Scores won’t be used for school ratings
This year, the state has been granted a one-year federal waiver from using these PSSA scores in its school rating system with the possibility of extension for an additional year. The waiver will allow it to defer the release of School Performance Profiles for school serving grades 3-8, so they will not reflect these low scores.
Calling for a three-year pause on use of the test scores for accountability purposes, Jerry Oleksiak, president of the Pennsylvania State Education Association, said, “Schools need time to align their curriculum, instructional materials, and professional development to this new system. These things just don’t happen overnight. If we’re going to do this right, we need to take the time to plan for it.”

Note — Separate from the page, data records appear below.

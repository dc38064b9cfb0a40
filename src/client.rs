//! Client-side generation controller.
//!
//! One state machine drives both delivery transports, parameterized by the
//! active [`Transport`] selection. It owns the UI-observable state (current
//! text, progress, generating flag) exclusively, so stale text from an
//! inactive transport can never leak into view.
//!
//! ## Lifecycle
//!
//! At most one generation is active at a time. Starting a new generation or
//! switching transport cancels the in-flight one: the SSE byte stream is
//! dropped (releasing the connection) and the polling loop issues no
//! further queries. Stale writes from a superseded generation are discarded
//! by an epoch guard.

use std::sync::atomic::{AtomicU64, Ordering};
use std::sync::{Arc, Mutex};
use std::time::Instant;

use futures::StreamExt;
use tokio::sync::watch;
use tokio::task::JoinHandle;
use tokio_util::sync::CancellationToken;
use tracing::{info, warn};

use crate::config::ClientConfig;
use crate::sse::{SseFrameDecoder, StreamEvent};
use crate::store::{GenerationTask, TaskStatus};
use crate::web_api::SubmitResponse;
use crate::StoryError;

/// Delivery transport selection. Mutually exclusive; switchable only
/// between generations.
#[derive(Debug, Clone, Copy, PartialEq, Eq)]
pub enum Transport {
    /// Server-Sent Events streaming.
    Sse,
    /// Interval-based status polling.
    Polling,
}

impl std::str::FromStr for Transport {
    type Err = StoryError;

    fn from_str(s: &str) -> Result<Self, Self::Err> {
        match s.to_ascii_lowercase().as_str() {
            "sse" => Ok(Self::Sse),
            "polling" => Ok(Self::Polling),
            other => Err(StoryError::Validation(format!(
                "unknown transport '{other}' (expected 'sse' or 'polling')"
            ))),
        }
    }
}

/// UI-observable state, owned exclusively by the controller.
#[derive(Debug, Clone, PartialEq, Eq)]
pub struct UiState {
    /// The prompt of the current (or last) generation.
    pub prompt: String,
    /// Active transport selection.
    pub transport: Transport,
    /// Whether a generation is in flight. Every failure path resets this
    /// to `false`; the UI is never left stuck in a generating state.
    pub is_generating: bool,
    /// Text accumulated so far (final text once finished).
    pub current_text: String,
    /// Progress in percent; only meaningful for the polling transport.
    pub progress: u8,
}

impl Default for UiState {
    fn default() -> Self {
        Self {
            prompt: String::new(),
            transport: Transport::Sse,
            is_generating: false,
            current_text: String::new(),
            progress: 0,
        }
    }
}

/// Outcome-notification capability (a toast, a log line, a test probe).
pub trait Notifier: Send + Sync {
    /// Report a successful outcome.
    fn success(&self, title: &str, body: &str);
    /// Report a failed outcome.
    fn failure(&self, title: &str, body: &str);
}

/// Default notifier that reports outcomes through `tracing`.
pub struct TracingNotifier;

impl Notifier for TracingNotifier {
    fn success(&self, title: &str, body: &str) {
        info!(title = title, "{body}");
    }

    fn failure(&self, title: &str, body: &str) {
        warn!(title = title, "{body}");
    }
}

/// The in-flight generation, if any.
struct ActiveGeneration {
    cancel: CancellationToken,
    handle: JoinHandle<()>,
}

/// Client-side state machine driving either delivery transport.
///
/// ## Example
///
/// ```no_run
/// use std::sync::Arc;
/// use story_relay::config::ClientConfig;
/// use story_relay::{GenerationController, TracingNotifier};
///
/// # async fn example() -> Result<(), story_relay::StoryError> {
/// let controller = GenerationController::new(
///     "http://localhost:8080",
///     ClientConfig::default(),
///     Arc::new(TracingNotifier),
/// );
/// controller.start_generation("A robot discovers emotions")?;
/// controller.wait_idle().await;
/// println!("{}", controller.state().current_text);
/// # Ok(()) }
/// ```
pub struct GenerationController {
    http: reqwest::Client,
    base_url: String,
    config: ClientConfig,
    notifier: Arc<dyn Notifier>,
    state: watch::Sender<UiState>,
    /// Bumped on every start/cancel; writes tagged with an older epoch are
    /// discarded.
    epoch: AtomicU64,
    active: Mutex<Option<ActiveGeneration>>,
}

impl GenerationController {
    /// Create a controller targeting a story-relay server.
    pub fn new(
        base_url: impl Into<String>,
        config: ClientConfig,
        notifier: Arc<dyn Notifier>,
    ) -> Arc<Self> {
        let (state, _) = watch::channel(UiState::default());
        Arc::new(Self {
            http: reqwest::Client::new(),
            base_url: base_url.into(),
            config,
            notifier,
            state,
            epoch: AtomicU64::new(0),
            active: Mutex::new(None),
        })
    }

    /// Snapshot of the current UI state.
    pub fn state(&self) -> UiState {
        self.state.borrow().clone()
    }

    /// Watch receiver that changes on every state update.
    pub fn subscribe(&self) -> watch::Receiver<UiState> {
        self.state.subscribe()
    }

    /// Select the delivery transport, cancelling any in-flight generation.
    pub fn set_transport(&self, transport: Transport) {
        self.cancel_active();
        self.state.send_modify(|state| {
            state.transport = transport;
            state.is_generating = false;
        });
    }

    /// Start a generation over the currently selected transport.
    ///
    /// Rejects empty/whitespace prompts with a user-visible validation
    /// error **before any network activity**. An in-flight generation is
    /// cancelled first; only one may be active at a time.
    ///
    /// # Errors
    ///
    /// Returns [`StoryError::Validation`] for an empty prompt. Transport
    /// and upstream failures surface through the [`Notifier`], not here —
    /// the generation runs detached.
    pub fn start_generation(self: &Arc<Self>, prompt: &str) -> Result<(), StoryError> {
        let trimmed = prompt.trim().to_string();
        if trimmed.is_empty() {
            self.notifier
                .failure("Prompt Required", "Please enter a story prompt");
            return Err(StoryError::Validation("prompt must not be empty".into()));
        }

        self.cancel_active();
        let epoch = self.epoch.fetch_add(1, Ordering::AcqRel) + 1;

        self.state.send_modify(|state| {
            state.prompt = trimmed.clone();
            state.is_generating = true;
            state.current_text.clear();
            state.progress = 0;
        });

        let cancel = CancellationToken::new();
        let handle = tokio::spawn(Arc::clone(self).run_generation(trimmed, epoch, cancel.clone()));

        let mut active = self.lock_active();
        *active = Some(ActiveGeneration { cancel, handle });
        Ok(())
    }

    /// Cancel the in-flight generation, if any.
    ///
    /// The epoch bump discards any state write the cancelled task might
    /// still have in flight; aborting at the next suspension point drops
    /// the stream reader / stops the poll timer.
    pub fn cancel_active(&self) {
        self.epoch.fetch_add(1, Ordering::AcqRel);
        if let Some(previous) = self.lock_active().take() {
            previous.cancel.cancel();
            previous.handle.abort();
        }
    }

    /// Wait until no generation is in flight.
    pub async fn wait_idle(&self) {
        let mut rx = self.state.subscribe();
        loop {
            if !rx.borrow_and_update().is_generating {
                return;
            }
            if rx.changed().await.is_err() {
                return;
            }
        }
    }

    /// Apply a state mutation only if `epoch` is still current.
    fn apply(&self, epoch: u64, mutate: impl FnOnce(&mut UiState)) {
        self.state.send_if_modified(|state| {
            if self.epoch.load(Ordering::Acquire) != epoch {
                return false;
            }
            mutate(state);
            true
        });
    }

    fn lock_active(&self) -> std::sync::MutexGuard<'_, Option<ActiveGeneration>> {
        // A poisoned lock only means another thread panicked while holding
        // it; the Option inside is still valid.
        match self.active.lock() {
            Ok(guard) => guard,
            Err(poisoned) => poisoned.into_inner(),
        }
    }

    /// Drive one generation to a terminal state.
    async fn run_generation(self: Arc<Self>, prompt: String, epoch: u64, cancel: CancellationToken) {
        let transport = self.state.borrow().transport;
        let outcome = match transport {
            Transport::Sse => self.run_sse(&prompt, epoch, &cancel).await,
            Transport::Polling => self.run_polling(&prompt, epoch, &cancel).await,
        };

        // A superseded or cancelled generation reports nothing.
        if cancel.is_cancelled() || self.epoch.load(Ordering::Acquire) != epoch {
            return;
        }

        self.apply(epoch, |state| state.is_generating = false);
        match outcome {
            Ok(()) => self.notifier.success(
                "Story Complete!",
                "Your story has been generated successfully.",
            ),
            Err(e) => self.notifier.failure("Generation Failed", &e.to_string()),
        }
    }

    /// SSE transport: read the event stream, applying fragments in arrival
    /// order. A terminal `{"error"}` frame, a non-OK response, and an
    /// outright network failure all receive identical treatment.
    async fn run_sse(
        &self,
        prompt: &str,
        epoch: u64,
        cancel: &CancellationToken,
    ) -> Result<(), StoryError> {
        let url = format!("{}/api/v1/stories/stream", self.base_url);
        let request = self
            .http
            .post(&url)
            .json(&serde_json::json!({ "prompt": prompt }))
            .send();

        let response = tokio::select! {
            _ = cancel.cancelled() => return Ok(()),
            result = request => {
                result.map_err(|e| StoryError::Transport(format!("opening stream: {e}")))?
            }
        };
        if !response.status().is_success() {
            return Err(StoryError::Transport(format!(
                "stream request failed: status {}",
                response.status()
            )));
        }

        let mut bytes = response.bytes_stream();
        let mut decoder = SseFrameDecoder::new();
        let mut accumulated = String::new();

        loop {
            let chunk = tokio::select! {
                _ = cancel.cancelled() => return Ok(()),
                chunk = bytes.next() => chunk,
            };

            match chunk {
                Some(Ok(chunk)) => {
                    for payload in decoder.push(&chunk) {
                        match StreamEvent::parse(&payload) {
                            Some(StreamEvent::Content(fragment)) => {
                                accumulated.push_str(&fragment);
                                let text = accumulated.clone();
                                self.apply(epoch, move |state| state.current_text = text);
                            }
                            Some(StreamEvent::Done) => return Ok(()),
                            Some(StreamEvent::Error(message)) => {
                                return Err(StoryError::Transport(message));
                            }
                            // Malformed frame: partial-chunk tolerance.
                            None => {}
                        }
                    }
                }
                Some(Err(e)) => {
                    return Err(StoryError::Transport(format!("reading stream: {e}")));
                }
                None => {
                    return Err(StoryError::Transport(
                        "stream ended without a terminal event".into(),
                    ));
                }
            }
        }
    }

    /// Polling transport: submit, then query at a fixed interval until a
    /// terminal status is observed.
    async fn run_polling(
        &self,
        prompt: &str,
        epoch: u64,
        cancel: &CancellationToken,
    ) -> Result<(), StoryError> {
        let submit_url = format!("{}/api/v1/stories/generate", self.base_url);
        let request = self
            .http
            .post(&submit_url)
            .json(&serde_json::json!({ "prompt": prompt }))
            .send();

        let response = tokio::select! {
            _ = cancel.cancelled() => return Ok(()),
            result = request => {
                result.map_err(|e| StoryError::Transport(format!("submitting task: {e}")))?
            }
        };
        if !response.status().is_success() {
            return Err(StoryError::Transport(format!(
                "task submission failed: status {}",
                response.status()
            )));
        }
        let submit: SubmitResponse = response
            .json()
            .await
            .map_err(|e| StoryError::Transport(format!("parsing submission: {e}")))?;

        let status_url = format!("{}/api/v1/stories/status", self.base_url);
        let started = Instant::now();
        let mut last_progress = 0u8;

        loop {
            tokio::select! {
                _ = cancel.cancelled() => return Ok(()),
                _ = tokio::time::sleep(self.config.poll_interval()) => {}
            }

            let request = self
                .http
                .get(&status_url)
                .query(&[("taskId", submit.task_id.as_str())])
                .send();
            let response = tokio::select! {
                _ = cancel.cancelled() => return Ok(()),
                result = request => {
                    result.map_err(|e| StoryError::Transport(format!("polling status: {e}")))?
                }
            };

            // The 404 body is a well-formed not_found snapshot, so every
            // status code funnels through the same decode path.
            let task: GenerationTask = response
                .json()
                .await
                .map_err(|e| StoryError::Transport(format!("parsing status: {e}")))?;

            match task.status {
                TaskStatus::Generating => {
                    // An out-of-order response must never regress progress.
                    if task.progress >= last_progress {
                        last_progress = task.progress;
                        let (text, progress) = (task.content, task.progress);
                        self.apply(epoch, move |state| {
                            state.current_text = text;
                            state.progress = progress;
                        });
                    }
                }
                TaskStatus::Complete => {
                    let text = task.content;
                    self.apply(epoch, move |state| {
                        state.current_text = text;
                        state.progress = 100;
                    });
                    return Ok(());
                }
                TaskStatus::Error => {
                    let message = task
                        .error
                        .unwrap_or_else(|| "Failed to generate story".to_string());
                    return Err(StoryError::Other(message));
                }
                TaskStatus::NotFound => {
                    // The task may not be visible yet; tolerate within the
                    // grace window, then escalate to a terminal failure.
                    if started.elapsed() > self.config.not_found_grace() {
                        return Err(StoryError::NotFound(submit.task_id.clone()));
                    }
                }
            }
        }
    }
}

State officials say they will use this year’s scores to establish goals and determine how to best channel resources to struggling districts. It will take additional time and support for teachers and students to reach this higher bar, but the state is offering a number of resources, explained Stem.
These resources include curriculum frameworks designed and posted for districts, classroom diagnostic assessments to gauge student acquisition skills, grade-level emphasis guides that are directly aligned to the standards, iTunes U courses designed through Pennsylvania Learns, and the Department of Education website that offers online professional development instructional modules for educators and students.
“We anticipate that as we continue to align and address gaps between the prior curriculum and the core standards, we will see that filter up through the system and set students up to be much better prepared as we move forward,” said Stem.
Stem said the state was unable to comment on proficiency levels in charter schools as compared to district-run schools.
"We don’t really look at schools through the lens of comparing charters against the traditional brick-and-mortar public schools. We try to support all schools. We haven’t interpreted or disaggregated the data to give us any trends relative to charter schools or relative to where the greatest gains or decreases might have taken place across the state."